This classic think piece from Richard Skemp, despite being now almost 40 years old, still gets a great deal of attention amongst mathematics educators. I'd somehow missed it in my own preparation, which I find surprising how much I've spent studying the math wars. Skemp describes two perspectives on understanding mathematics, one which he calls relational and the other he describes as instrumental. Relational understanding is related to what we might think of a "deeper" understanding, something that reflects how and why mathematics works and is applied. Instrumental understanding relates to those reliable and typically efficient procedures we apply to produce mathematically correct answers. The part of Skemp's article that really sticks out for me is his suggestion that "mathematics" might be used too broadly: "I used to think that maths teachers were all teaching the same subject, some doing it better than others. I now believe that there are two effectively different subjects being taught under the same name, 'mathematics'" (p. 91)

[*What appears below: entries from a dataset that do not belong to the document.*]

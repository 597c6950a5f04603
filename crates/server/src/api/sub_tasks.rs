//! # Sub-Task Handlers
//!
//! Sub-tasks live under a team task and inherit its team scope. Mutations
//! are admin-only except status updates, which the responsible user may
//! also perform.

use auth::{ensure_admin, ensure_responsible_or_admin, ensure_team_member};
use axum::Json;
use entity::{sub_tasks, team_tasks, TaskStatus};
use error::{ApiResponse, AppError, Result};

use crate::{
    api::{ensure_team_assignee, load_current_user},
    dto::{
        sub_tasks::{CreateSubTaskRequest, SubTaskResponse, UpdateSubTaskRequest},
        UpdateStatusRequest,
    },
    middleware::auth::AuthContext,
    store::{
        self,
        sub_tasks::{NewSubTask, SubTaskPatch},
    },
    validation,
    AppState,
};

const RESPONSIBLE_NOT_IN_TEAM: &str = "Responsible user must be a member of the team";

/// Loads the parent task and checks the actor can see it. The sub-task id,
/// when given, must belong to that parent.
async fn load_scoped_task(
    state: &AppState,
    actor_team_id: Option<i32>,
    task_id: i32,
) -> Result<team_tasks::Model> {
    let task = store::team_tasks::find_by_id(&state.db, task_id)
        .await?
        .ok_or_else(|| AppError::not_found("Task not found"))?;

    ensure_team_member(actor_team_id, task.team_id).map_err(AppError::forbidden)?;

    Ok(task)
}

async fn load_scoped_sub_task(state: &AppState, task: &team_tasks::Model, sub_task_id: i32) -> Result<sub_tasks::Model> {
    let sub_task = store::sub_tasks::find_by_id(&state.db, sub_task_id)
        .await?
        .filter(|s| s.team_task_id == task.id)
        .ok_or_else(|| AppError::not_found("Sub-task not found"))?;

    Ok(sub_task)
}

pub async fn list_sub_tasks_inner(
    state: &AppState,
    ctx: AuthContext,
    task_id: i32,
) -> Result<Json<ApiResponse<Vec<SubTaskResponse>>>> {
    let user = load_current_user(state, &ctx).await?;
    let task = load_scoped_task(state, user.team_id, task_id).await?;

    let sub_tasks = store::sub_tasks::list_by_task(&state.db, task.id).await?;

    Ok(Json(ApiResponse::ok(
        sub_tasks.into_iter().map(SubTaskResponse::from).collect(),
    )))
}

pub async fn create_sub_task_inner(
    state: &AppState,
    ctx: AuthContext,
    task_id: i32,
    req: CreateSubTaskRequest,
) -> Result<Json<ApiResponse<SubTaskResponse>>> {
    let user = load_current_user(state, &ctx).await?;
    let task = load_scoped_task(state, user.team_id, task_id).await?;

    ensure_admin(user.role.is_admin()).map_err(AppError::forbidden)?;
    validation::validate_title(&req.title).map_err(AppError::validation)?;

    let status = match &req.status {
        Some(raw) => {
            validation::parse_status::<TaskStatus>(raw, TaskStatus::VALUES).map_err(AppError::validation)?
        },
        None => TaskStatus::Todo,
    };

    if let Some(responsible_id) = req.responsible_user_id {
        ensure_team_assignee(state, task.team_id, responsible_id, RESPONSIBLE_NOT_IN_TEAM).await?;
    }

    let sub_task = store::sub_tasks::create_sub_task(
        &state.db,
        NewSubTask {
            team_task_id: task.id,
            title: req.title.trim(),
            status,
            responsible_user_id: req.responsible_user_id,
        },
    )
    .await?;

    Ok(Json(ApiResponse::with_message(
        SubTaskResponse::from(sub_task),
        "Sub-task created successfully",
    )))
}

pub async fn update_sub_task_inner(
    state: &AppState,
    ctx: AuthContext,
    task_id: i32,
    sub_task_id: i32,
    req: UpdateSubTaskRequest,
) -> Result<Json<ApiResponse<SubTaskResponse>>> {
    let user = load_current_user(state, &ctx).await?;
    let task = load_scoped_task(state, user.team_id, task_id).await?;
    let sub_task = load_scoped_sub_task(state, &task, sub_task_id).await?;

    ensure_admin(user.role.is_admin()).map_err(AppError::forbidden)?;

    let mut patch = SubTaskPatch::default();

    if let Some(title) = req.title {
        validation::validate_title(&title).map_err(AppError::validation)?;
        patch.title = Some(title.trim().to_string());
    }
    if let Some(raw) = req.status {
        let status =
            validation::parse_status::<TaskStatus>(&raw, TaskStatus::VALUES).map_err(AppError::validation)?;
        patch.status = Some(status);
    }
    if let Some(assignment) = req.responsible_user_id {
        if let Some(responsible_id) = assignment {
            ensure_team_assignee(state, task.team_id, responsible_id, RESPONSIBLE_NOT_IN_TEAM).await?;
        }
        patch.responsible_user_id = Some(assignment);
    }

    let updated = store::sub_tasks::update_sub_task(&state.db, sub_task, patch).await?;

    Ok(Json(ApiResponse::with_message(
        SubTaskResponse::from(updated),
        "Sub-task updated successfully",
    )))
}

pub async fn update_sub_task_status_inner(
    state: &AppState,
    ctx: AuthContext,
    task_id: i32,
    sub_task_id: i32,
    req: UpdateStatusRequest,
) -> Result<Json<ApiResponse<SubTaskResponse>>> {
    let user = load_current_user(state, &ctx).await?;
    let task = load_scoped_task(state, user.team_id, task_id).await?;
    let sub_task = load_scoped_sub_task(state, &task, sub_task_id).await?;

    ensure_responsible_or_admin(user.role.is_admin(), user.id, sub_task.responsible_user_id)
        .map_err(AppError::forbidden)?;

    let status =
        validation::parse_status::<TaskStatus>(&req.status, TaskStatus::VALUES).map_err(AppError::validation)?;

    let updated = store::sub_tasks::set_status(&state.db, sub_task, status).await?;

    Ok(Json(ApiResponse::with_message(
        SubTaskResponse::from(updated),
        "Sub-task status updated",
    )))
}

pub async fn delete_sub_task_inner(
    state: &AppState,
    ctx: AuthContext,
    task_id: i32,
    sub_task_id: i32,
) -> Result<Json<ApiResponse<()>>> {
    let user = load_current_user(state, &ctx).await?;
    let task = load_scoped_task(state, user.team_id, task_id).await?;
    let sub_task = load_scoped_sub_task(state, &task, sub_task_id).await?;

    ensure_admin(user.role.is_admin()).map_err(AppError::forbidden)?;

    store::sub_tasks::delete_sub_task(&state.db, sub_task).await?;

    Ok(Json(ApiResponse::message("Sub-task deleted successfully")))
}
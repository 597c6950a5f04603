//! # Taskish API Server
//!
//! Axum-based HTTP API server for the Taskish task-management backend.
//!
//! ## Modules
//!
//! - [`api`]: Request handlers for auth, todos, tasks, and teams
//! - [`dto`]: Request/response data transfer objects
//! - [`middleware`]: JWT authentication middleware
//! - [`router`]: API route configuration
//! - [`store`]: Persistence layer over Sea-ORM
//! - [`progress`]: Derived task progress calculation
//! - [`revocation`]: Redis-backed token revocation list

pub mod api;
pub mod dto;
pub mod middleware;
pub mod progress;
pub mod revocation;
pub mod router;
pub mod store;
pub mod validation;

pub use router::create_app_router;

use ::auth::JwtConfig;

/// Application state shared across request handlers
#[derive(Clone, Debug)]
pub struct AppState {
    /// Database connection pool
    pub db:         sea_orm::DbConn,
    /// JWT configuration
    pub jwt_config: JwtConfig,
    /// Redis connection for token revocation
    pub redis:      redis::Client,
}
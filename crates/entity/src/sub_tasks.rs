//! Sub-Tasks Entity
//!
//! Child items of a team task. Their DONE ratio drives the parent task's
//! derived progress.

use sea_orm::entity::prelude::*;
use serde::{Deserialize, Serialize};

pub use super::team_tasks::TaskStatus;

#[derive(Clone, Debug, PartialEq, DeriveEntityModel, Eq, Serialize, Deserialize)]
#[sea_orm(table_name = "sub_tasks")]
pub struct Model {
    #[sea_orm(primary_key)]
    pub id:                  i32,
    pub team_task_id:        i32,
    pub title:               String,
    pub status:              TaskStatus,
    pub responsible_user_id: Option<i32>,
    pub created_at:          chrono::DateTime<chrono::Utc>,
    pub updated_at:          chrono::DateTime<chrono::Utc>,
}

#[derive(Copy, Clone, Debug, EnumIter, DeriveRelation)]
pub enum Relation {
    #[sea_orm(
        belongs_to = "super::team_tasks::Entity",
        from = "Column::TeamTaskId",
        to = "super::team_tasks::Column::Id",
        on_update = "NoAction",
        on_delete = "Restrict"
    )]
    TeamTask,
    #[sea_orm(
        belongs_to = "super::users::Entity",
        from = "Column::ResponsibleUserId",
        to = "super::users::Column::Id",
        on_update = "NoAction",
        on_delete = "SetNull"
    )]
    ResponsibleUser,
}

impl Related<super::team_tasks::Entity> for Entity {
    fn to() -> RelationDef { Relation::TeamTask.def() }
}

impl Related<super::users::Entity> for Entity {
    fn to() -> RelationDef { Relation::ResponsibleUser.def() }
}

impl ActiveModelBehavior for ActiveModel {}
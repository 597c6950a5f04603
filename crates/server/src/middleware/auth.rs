//! # Authentication Middleware
//!
//! JWT authentication middleware for protecting API endpoints.

use auth::{extract_bearer_token, validate_token, TokenError};
use axum::{
    extract::{Request, State},
    http::header,
    middleware::Next,
    response::{IntoResponse, Response},
};
use chrono::{DateTime, TimeZone, Utc};
use error::AppError;

use crate::{revocation::RevocationList, AppState};

/// Token facts carried into handlers after authentication
#[derive(Debug, Clone)]
pub struct AuthContext {
    /// Authenticated user id from the `sub` claim
    pub user_id:    i32,
    /// Token id, needed to revoke the token on logout
    pub jti:        String,
    /// Natural expiry of the token
    pub expires_at: DateTime<Utc>,
}

/// Authentication middleware
///
/// 1. Extracts the Bearer token from the Authorization header
/// 2. Validates the JWT
/// 3. Rejects revoked tokens (failing closed when Redis is unreachable)
/// 4. Adds an [`AuthContext`] to request extensions
pub async fn auth_middleware(
    State(state): State<AppState>,
    mut request: Request,
    next: Next,
) -> Response {
    let auth_header = match request.headers().get(header::AUTHORIZATION) {
        Some(value) => {
            match value.to_str() {
                Ok(h) => h,
                Err(_) => {
                    return unauthorized("Invalid authorization header encoding");
                },
            }
        },
        None => {
            return unauthorized("Missing authorization header");
        },
    };

    let token = match extract_bearer_token(auth_header) {
        Some(token) => token,
        None => {
            return unauthorized("Invalid authorization header format");
        },
    };

    let claims = match validate_token(&state.jwt_config, &token) {
        Ok(claims) => claims,
        Err(TokenError::Expired) => {
            return unauthorized("Token has expired");
        },
        Err(TokenError::InvalidSignature) => {
            return unauthorized("Invalid token signature");
        },
        Err(_) => {
            return unauthorized("Invalid token");
        },
    };

    let revocation = RevocationList::new(state.redis.clone());
    match revocation.is_revoked(&claims.jti).await {
        Ok(true) => {
            return unauthorized("Token has been revoked");
        },
        Ok(false) => {},
        Err(e) => {
            // Fail closed: deny when revocation status cannot be verified
            tracing::error!("Failed to check token revocation, denying request: {}", e);
            return unauthorized("Authentication service temporarily unavailable");
        },
    }

    let user_id = match claims.user_id() {
        Ok(id) => id,
        Err(_) => {
            return unauthorized("Invalid token");
        },
    };

    let expires_at = Utc
        .timestamp_opt(claims.exp as i64, 0)
        .single()
        .unwrap_or_else(Utc::now);

    request.extensions_mut().insert(AuthContext {
        user_id,
        jti: claims.jti,
        expires_at,
    });

    next.run(request).await
}

fn unauthorized(message: &str) -> Response { AppError::unauthorized(message).into_response() }
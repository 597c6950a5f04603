//! # Logging Configuration
//!
//! Configuration for the logging subsystem.
//! Supports environment variables and programmatic configuration.

use serde::{Deserialize, Serialize};
use tracing_subscriber::{filter::LevelFilter, fmt, prelude::*, Registry};

/// Logging configuration structure.
#[derive(Debug, Clone, Serialize, Deserialize, PartialEq, Eq, Default)]
#[serde(rename_all = "kebab-case")]
pub struct LoggingConfig {
    /// Log level (debug, info, warn, error)
    #[serde(default = "default_level")]
    pub level: String,

    /// Output format (json, pretty, compact)
    #[serde(default = "default_format")]
    pub format: String,

    /// Environment (development, testing, production)
    #[serde(default = "default_environment")]
    pub environment: String,
}

fn default_level() -> String { "info".to_string() }

fn default_format() -> String { "json".to_string() }

fn default_environment() -> String { "development".to_string() }

impl LoggingConfig {
    /// Create configuration from environment variables.
    pub fn from_env(level: &str, format: &str) -> Self {
        Self {
            level: std::env::var("RUST_LOG")
                .ok()
                .unwrap_or_else(|| level.to_string()),
            format: std::env::var("TASKISH_LOG_FORMAT")
                .ok()
                .unwrap_or_else(|| format.to_string()),
            environment: std::env::var("TASKISH_ENV").unwrap_or_else(|_| "development".to_string()),
        }
    }

    /// Build the tracing subscriber from this configuration.
    pub fn build(&self) -> Box<dyn tracing::Subscriber + Send + Sync> {
        let level: LevelFilter = self.level.parse().unwrap_or(LevelFilter::INFO);

        match self.format.as_str() {
            "pretty" => Box::new(Registry::default().with(level).with(fmt::layer().pretty())),
            "compact" => Box::new(Registry::default().with(level).with(fmt::layer().compact())),
            _ => Box::new(Registry::default().with(level).with(fmt::layer().json())),
        }
    }
}
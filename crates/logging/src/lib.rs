//! # Taskish Logging Infrastructure
//!
//! Structured logging utilities for the Taskish application.
//! Provides tracing integration with JSON output and environment-based configuration.

pub mod config;

pub use config::LoggingConfig;
// Re-export tracing macros
pub use tracing::{debug, error, info, trace, warn};

/// Initialize the logging system.
///
/// # Arguments
///
/// * `level` - Log level (debug, info, warn, error)
/// * `format` - Output format (json, pretty, compact)
pub fn init(level: &str, format: &str) -> Result<(), tracing::subscriber::SetGlobalDefaultError> {
    let config = LoggingConfig::from_env(level, format);
    init_with_config(config)
}

/// Initialize logging with a custom configuration.
pub fn init_with_config(config: LoggingConfig) -> Result<(), tracing::subscriber::SetGlobalDefaultError> {
    let subscriber = config.build();
    tracing::subscriber::set_global_default(subscriber)?;
    info!(level = %config.level, format = %config.format, "Logging initialized");
    Ok(())
}
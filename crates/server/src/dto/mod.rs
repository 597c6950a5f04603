//! # Data Transfer Objects Module
//!
//! Request and response types for API endpoints.
//!
//! Patch-style requests distinguish "field absent" from "field null" with
//! `Option<Option<T>>`: the outer level is presence, the inner the value.

use serde::{Deserialize, Deserializer};

pub mod auth;
pub mod private_todos;
pub mod sub_tasks;
pub mod team_tasks;
pub mod users;

/// Request body for status-only updates
#[derive(Debug, Clone, PartialEq, Eq, Deserialize)]
pub struct UpdateStatusRequest {
    /// New status value
    pub status: String,
}

/// Deserializes a present field into `Some(value)`, where `value` itself
/// may be `None` for an explicit JSON `null`. Combine with
/// `#[serde(default)]` so an absent field stays `None`.
pub fn double_option<'de, T, D>(deserializer: D) -> Result<Option<Option<T>>, D::Error>
where
    T: Deserialize<'de>,
    D: Deserializer<'de>,
{
    Deserialize::deserialize(deserializer).map(Some)
}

Today +Chris Robinson, +Joshua Fisher, +Nat Banting, +Nik Doran, and I (pictured left-to-right along the bottom) met via Google+ Hangout to discuss Skemp's article. We discussed examples of each kind of understanding, whether one is a subset or prerequisite to the other, and the various influences that lead us to emphasize one over the other, such as curriculum and assessment.
(Some research needs to be summarized, while some needs to be expanded on. That's my explanation for why it will likely take you longer to watch the video than to read the original article.)
I've been in discussions like this before and I always find them to be fascinating. Still, it seems difficult to really get at the root: What is mathematics, and how can and should our beliefs about mathematics change? There are also strong implications for curriculum design and learning theory, as finding the right balance in our approach to both kinds of understanding should lead to better student outcomes.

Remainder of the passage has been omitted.